The weak signal makes one wonder if BOB can ever move beyond a station rated in the high teens locally. Overall, BOB was tied for 19th.
But the station has made an impact.
Perhaps it is a reason behind WLW's slide. WLW still got a 6.6 to BOB's 0.9 overall, but WLW went from second to seventh among listeners age 25-54.
"We've attacked WLW pretty hard," Lewis said. "When you do that, you have to produce. I think we appeal to younger listeners with the in-your-face sports."
Said McAlister: "I think other stations have gone from wondering about us to worrying about us."
SportsCenter, ESPN's trademark show, will air for the 20,000 time on May 17. But George Grande, who anchored the first one on Sept. 7, 1979, wasn't so sure there'd be a second one.
What went wrong, George?
"What went right would be the better question," said Grande, now the play-by-play man on Reds TV.
The studio that Grande and co-anchor Lee Leonard worked out of was the only building finished at ESPN's complex in Bristol, Conn. The show was run out of trailers.
The only reason SportsCenter started in September was ESPN had a contract with the NCAA to run five taped-delayed college games each weekend. The executive would have rather waited until January 1980.
The biggest glitch of the first broadcast was a live interview with Oklahoma coach Barry Switzer.
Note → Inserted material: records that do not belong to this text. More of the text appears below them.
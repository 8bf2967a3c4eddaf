use lazy_static::lazy_static;
use omc_entities::coordinates::PointSelection;
use regex::Regex;

lazy_static! {
    static ref INDEX_SUFFIX: Regex = Regex::new(r"^(?P<name>.*\S)\s+#(?P<index>\d+|\*)$").unwrap();
}

/// A name optionally followed by a point index.
#[derive(Debug, Clone, PartialEq, Eq)]
pub struct NameQuery {
    pub name: String,
    pub selection: Option<PointSelection>,
}

/// Splits index markers from free text.
///
/// Recognized forms are `"name #N"`, `"name #*"`, `"name|N"` and `"name|*"`
/// with 1-based indexes. Anything else after the last `|` or `#` stays
/// part of the name, so names like `"Bar | Grill"` remain addressable.
pub fn parse_name_query(input: &str) -> NameQuery {
    let input = input.trim();
    if let Some((name, index)) = input.rsplit_once('|') {
        if let Some(selection) = parse_index(index.trim()) {
            return NameQuery {
                name: name.trim().to_owned(),
                selection: Some(selection),
            };
        }
    }
    if let Some(caps) = INDEX_SUFFIX.captures(input) {
        if let Some(selection) = parse_index(&caps["index"]) {
            return NameQuery {
                name: caps["name"].trim().to_owned(),
                selection: Some(selection),
            };
        }
    }
    NameQuery {
        name: input.to_owned(),
        selection: None,
    }
}

/// The key for comparing names regardless of their case.
pub fn name_key(name: &str) -> String {
    name.to_lowercase()
}

/// Parses an external index: `*` or a 1-based ordinal.
pub fn parse_index(s: &str) -> Option<PointSelection> {
    if s == "*" {
        return Some(PointSelection::AllPoints);
    }
    s.parse::<usize>()
        .ok()
        .and_then(PointSelection::from_ordinal)
}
"They had a technical problem," Grande said. "We came up four minutes short. So we debated whether college football should have a playoff for four minutes."
Grande, who was at ESPN for 10 years, said no one had any idea how big the network would become in the early days.
"I left CBS to go there," he said. "My boss at CBS told me I was crazy."
Grande and partner Chris Welsh had a solid interview with baseball commissioner Bud Selig during Sunday's Reds game. They asked Selig all the tough questions about Marge Schott and the stadium.
Derrek Dickey was back on the radio Sunday doing the Chicago Bulls game five months after suffering a stroke.
Dickey, the former University of Cincinnati and Purcell High star, has been in physical and speech therapy since the Nov. 5 stroke.
"From day one, there was never any doubt in my mind I'd be able to go back to work," he told Chicago reporters. "Right now, I'm looking to do this game. We'll see beyond that." John Fay covers radio - TV sports for The Enquirer.